In Ganapathi v. State of Tamil Nadu, (2018) 5 SCC 549 it was held as under:

        “Related is not equivalent to interested. A witness may be called “interested” only when he or she derives some benefit from the result of a litigation; in the decree in a civil case, or in seeing an accused person punished. A witness who is a natural one and is the only possible eyewitness in the circumstances of a case cannot be said to be “interested”.
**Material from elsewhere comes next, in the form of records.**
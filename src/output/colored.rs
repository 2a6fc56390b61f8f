//! Colored formatter implementation with terminal color support

use crate::{
    error::Result,
    models::LatencySeries,
};
use super::formatter::{
    series_columns, series_row, FormattingOptions, OutputFormatter, PlainFormatter, RowData,
};
use colored::*;
use std::path::Path;

/// Latency classification for color coding
#[derive(Debug, Clone, PartialEq)]
pub enum PerformanceLevel {
    Excellent,  // < 50ms
    Good,       // 50-100ms
    Fair,       // 100-300ms
    Poor,       // 300-1000ms
    VeryPoor,   // > 1000ms
}

impl PerformanceLevel {
    /// Determine performance level from latency in milliseconds
    pub fn from_latency(time_ms: f64) -> Self {
        if time_ms < 50.0 {
            Self::Excellent
        } else if time_ms < 100.0 {
            Self::Good
        } else if time_ms < 300.0 {
            Self::Fair
        } else if time_ms < 1000.0 {
            Self::Poor
        } else {
            Self::VeryPoor
        }
    }

    /// Get color for this performance level
    pub fn color(&self) -> Color {
        match self {
            Self::Excellent => Color::Green,
            Self::Good => Color::Cyan,
            Self::Fair => Color::Yellow,
            Self::Poor => Color::Magenta,
            Self::VeryPoor => Color::Red,
        }
    }
}

/// Color scheme configuration
#[derive(Debug, Clone)]
pub struct ColorScheme {
    pub header: Color,
    pub success: Color,
    pub warning: Color,
    pub muted: Color,
}

impl Default for ColorScheme {
    fn default() -> Self {
        Self {
            header: Color::Blue,
            success: Color::Green,
            warning: Color::Yellow,
            muted: Color::BrightBlack,
        }
    }
}

/// Colored formatter implementation
pub struct ColoredFormatter {
    plain_formatter: PlainFormatter,
    options: FormattingOptions,
    color_scheme: ColorScheme,
}

impl ColoredFormatter {
    /// Create a new colored formatter with options
    pub fn new(options: FormattingOptions) -> Self {
        Self {
            plain_formatter: PlainFormatter::new(options.clone()),
            options,
            color_scheme: ColorScheme::default(),
        }
    }

    /// Apply color to text if colors are enabled
    fn colorize(&self, text: &str, color: Color) -> ColoredString {
        if self.options.enable_color {
            text.color(color)
        } else {
            text.normal()
        }
    }

    /// Color a latency cell by its performance band, padded to `width`
    fn latency_cell(&self, cell: &str, value: f64, width: usize) -> String {
        let padded = format!("{:>width$}", cell, width = width);
        if value.is_nan() {
            self.colorize(&padded, self.color_scheme.muted).to_string()
        } else {
            self.colorize(&padded, PerformanceLevel::from_latency(value).color()).to_string()
        }
    }
}

impl OutputFormatter for ColoredFormatter {
    fn format_header(&self, title: &str) -> Result<String> {
        let underline = "=".repeat(title.chars().count());
        Ok(format!(
            "{}\n{}",
            self.colorize(title, self.color_scheme.header).bold(),
            self.colorize(&underline, self.color_scheme.header)
        ))
    }

    fn format_series_table(&self, series: &LatencySeries) -> Result<String> {
        if series.runs.is_empty() || !self.options.enable_color {
            return self.plain_formatter.format_series_table(series);
        }

        let verbose = self.options.verbose_mode;
        let columns = series_columns(verbose);
        let plain_rows: Vec<RowData> = series.runs.iter().map(|run| series_row(run, verbose)).collect();

        // Widths come from the uncolored text so escape codes do not skew alignment
        let query_width = plain_rows.iter().map(|r| r[2].len()).fold(columns[2].header.len(), usize::max);
        let buy_width = plain_rows.iter().map(|r| r[3].len()).fold(columns[3].header.len(), usize::max);

        let rows: Vec<RowData> = series
            .runs
            .iter()
            .zip(plain_rows)
            .map(|(run, mut row)| {
                row[2] = self.latency_cell(&row[2], run.query_avg, query_width);
                row[3] = self.latency_cell(&row[3], run.buy_avg, buy_width);
                row
            })
            .collect();

        let table = self.plain_formatter.create_table(&columns, &rows);
        Ok(table)
    }

    fn format_chart_written(&self, path: &Path) -> Result<String> {
        Ok(format!(
            "{} {}",
            self.colorize("Chart written to", self.color_scheme.success),
            path.display().to_string().bold()
        ))
    }

    fn format_warning(&self, warning: &str) -> Result<String> {
        Ok(format!("{} {}", self.colorize("Warning:", self.color_scheme.warning).bold(), warning))
    }
}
        In criminal cases, it is often the case that the offence is witnessed by a close relative of the victim, whose presence on the scene of the offence would be natural. The evidence of such a witness cannot automatically be discarded by labeling the witness as interested. Indeed, one of the earliest statements with respect to interested witnesses in criminal cases was made in Dalip Singh v. State of Punjab, AIR 1953 SC 364:

        “A witness is normally to be considered independent unless he or she springs from sources which are likely to be tainted and that usually means unless the witness has cause, such as enmity against the accused, to wish to implicate him falsely. Ordinarily, a close relative would be the last to screen the real culprit and falsely implicate an innocent person.”
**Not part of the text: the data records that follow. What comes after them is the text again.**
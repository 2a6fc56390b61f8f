//! Comprehensive tests for measurement parsing and averaging
//!
//! Property-based tests for the averaging math plus edge cases of the
//! line parser.

use super::{aggregate, mean, parse_measurement_line, RunSamples};
use crate::models::{EmptyRunPolicy, Measurement};
use proptest::collection::vec;
use proptest::prelude::*;

/// Property-based test generators
mod generators {
    use super::*;

    /// Latencies in milliseconds as a client would report them
    pub fn latency() -> impl Strategy<Value = f64> {
        0.0f64..100_000.0
    }

    pub fn measurement() -> impl Strategy<Value = Measurement> {
        (latency(), latency()).prop_map(|(query, buy)| Measurement::new(query, buy))
    }

    pub fn measurements() -> impl Strategy<Value = Vec<Measurement>> {
        vec(measurement(), 1..200)
    }
}

fn approx_eq(a: f64, b: f64) -> bool {
    (a - b).abs() <= 1e-9 * a.abs().max(b.abs()).max(1.0)
}

mod property_tests {
    use super::*;

    proptest! {
        /// Mean should always be between min and max
        #[test]
        fn mean_between_min_max(numbers in vec(generators::latency(), 1..500)) {
            let min = numbers.iter().fold(f64::INFINITY, |a, &b| a.min(b));
            let max = numbers.iter().fold(f64::NEG_INFINITY, |a, &b| a.max(b));
            let avg = mean(&numbers).unwrap();

            prop_assert!(avg >= min - 1e-9);
            prop_assert!(avg <= max + 1e-9);
        }

        /// File processing order does not change the averages
        #[test]
        fn aggregate_is_order_independent(measurements in generators::measurements(), seed in any::<u64>()) {
            let forward: RunSamples = measurements.iter().copied().collect();

            let mut shuffled = measurements.clone();
            let len = shuffled.len();
            let shift = (seed as usize) % len;
            shuffled.rotate_left(shift);
            shuffled.reverse();
            let permuted: RunSamples = shuffled.into_iter().collect();

            let (q1, b1) = aggregate(&forward, EmptyRunPolicy::Error, "run").unwrap();
            let (q2, b2) = aggregate(&permuted, EmptyRunPolicy::Error, "run").unwrap();

            prop_assert!(approx_eq(q1, q2));
            prop_assert!(approx_eq(b1, b2));
        }

        /// Every formatted pair parses back to the same values
        #[test]
        fn formatted_lines_parse(measurement in generators::measurement()) {
            let line = format!("{},{}\n", measurement.query_ms, measurement.buy_ms);
            let parsed = parse_measurement_line(&line).unwrap();
            prop_assert_eq!(parsed, measurement);
        }

        /// Query and buy series never mix
        #[test]
        fn aggregate_keeps_series_apart(measurements in generators::measurements()) {
            let samples: RunSamples = measurements.iter().copied().collect();
            let (query_avg, buy_avg) = aggregate(&samples, EmptyRunPolicy::Error, "run").unwrap();

            let queries: Vec<f64> = measurements.iter().map(|m| m.query_ms).collect();
            let buys: Vec<f64> = measurements.iter().map(|m| m.buy_ms).collect();
            prop_assert_eq!(query_avg, mean(&queries).unwrap());
            prop_assert_eq!(buy_avg, mean(&buys).unwrap());
        }

        /// Lines that are not two fields never parse
        #[test]
        fn wrong_field_count_is_rejected(fields in vec(generators::latency(), 3..6)) {
            let line = fields.iter().map(|f| f.to_string()).collect::<Vec<_>>().join(",");
            prop_assert!(parse_measurement_line(&line).is_err());
        }
    }
}

mod edge_cases {
    use super::*;

    #[test]
    fn constant_samples_average_to_the_constant() {
        let samples: RunSamples = std::iter::repeat(Measurement::new(12.5, 7.0)).take(1000).collect();
        let (query, buy) = aggregate(&samples, EmptyRunPolicy::Error, "run").unwrap();
        assert!(approx_eq(query, 12.5));
        assert!(approx_eq(buy, 7.0));
    }

    #[test]
    fn zero_latencies_from_idle_clients_are_kept() {
        // Clients that sent no buy request report 0 for that series
        let samples: RunSamples = vec![Measurement::new(8.0, 0.0), Measurement::new(12.0, 30.0)]
            .into_iter()
            .collect();
        assert_eq!(aggregate(&samples, EmptyRunPolicy::Error, "run").unwrap(), (10.0, 15.0));
    }

    #[test]
    fn whitespace_only_line_is_rejected() {
        assert!(parse_measurement_line("\t \r\n").is_err());
    }

    #[test]
    fn float_parser_accepts_special_values() {
        let parsed = parse_measurement_line("NaN,inf").unwrap();
        assert!(parsed.query_ms.is_nan());
        assert!(parsed.buy_ms.is_infinite());
    }
}
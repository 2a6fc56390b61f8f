//! Chart rendering
//!
//! [`PlotSink`] is the seam between the pipeline and the graphics backend.
//! [`PlottersRenderer`] writes a PNG through `plotters`; [`RecordingSink`]
//! only remembers what it was asked to draw.

mod plotters_renderer;

pub use plotters_renderer::PlottersRenderer;

use crate::{
    defaults,
    error::Result,
    models::{Config, LatencySeries},
};
use std::cell::RefCell;
use std::path::PathBuf;

/// Everything about the chart except the data
#[derive(Debug, Clone, PartialEq)]
pub struct ChartSpec {
    pub output_path: PathBuf,
    pub title: String,
    pub x_label: String,
    pub y_label: String,
    pub query_label: String,
    pub buy_label: String,
    pub width: u32,
    pub height: u32,
}

impl Default for ChartSpec {
    fn default() -> Self {
        Self {
            output_path: PathBuf::from(defaults::DEFAULT_OUTPUT_PATH),
            title: defaults::DEFAULT_TITLE.to_string(),
            x_label: defaults::DEFAULT_X_LABEL.to_string(),
            y_label: defaults::DEFAULT_Y_LABEL.to_string(),
            query_label: defaults::QUERY_SERIES_LABEL.to_string(),
            buy_label: defaults::BUY_SERIES_LABEL.to_string(),
            width: defaults::DEFAULT_WIDTH,
            height: defaults::DEFAULT_HEIGHT,
        }
    }
}

impl ChartSpec {
    pub fn from_config(config: &Config) -> Self {
        Self {
            output_path: config.output_path.clone(),
            title: config.title.clone(),
            width: config.width,
            height: config.height,
            ..Self::default()
        }
    }
}

/// Something that can turn a latency series into a chart
pub trait PlotSink {
    fn render(&self, chart: &ChartSpec, series: &LatencySeries) -> Result<()>;
}

impl<P: PlotSink + ?Sized> PlotSink for &P {
    fn render(&self, chart: &ChartSpec, series: &LatencySeries) -> Result<()> {
        (**self).render(chart, series)
    }
}

/// Records render calls instead of drawing
#[derive(Debug, Default)]
pub struct RecordingSink {
    calls: RefCell<Vec<(ChartSpec, LatencySeries)>>,
}

impl RecordingSink {
    pub fn new() -> Self {
        Self::default()
    }

    pub fn render_count(&self) -> usize {
        self.calls.borrow().len()
    }

    /// The most recent render call, if any
    pub fn last(&self) -> Option<(ChartSpec, LatencySeries)> {
        self.calls.borrow().last().cloned()
    }
}

impl PlotSink for RecordingSink {
    fn render(&self, chart: &ChartSpec, series: &LatencySeries) -> Result<()> {
        self.calls.borrow_mut().push((chart.clone(), series.clone()));
        Ok(())
    }
}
In the case of a related witness, the Court may not treat his or her testimony as inherently tainted and needs to ensure only that the evidence is inherently reliable, probable, cogent and consistent. In Jayabalan v. State (U.T. of Pondicherry), (2010) 1 SCC 199, it was held as under:         “In cases where the Court is called upon to deal with the evidence of the interested witneses, the approach of the Court while appreciating the evidence of such witnesses must not be pedantic. The Court must be cautious in appreciating and accepting the evidence given by the interested witnesses but the court must not be suspicious of such evidence. The primary endeavor of the Court must be to look for consistency. The evidence of a witness cannot be ignored or thrown out solely because it comes from the mouth of a person who is closely related to the victim.” Laltu Ghosh v. State of W.B., (2019) 15 SCC 344.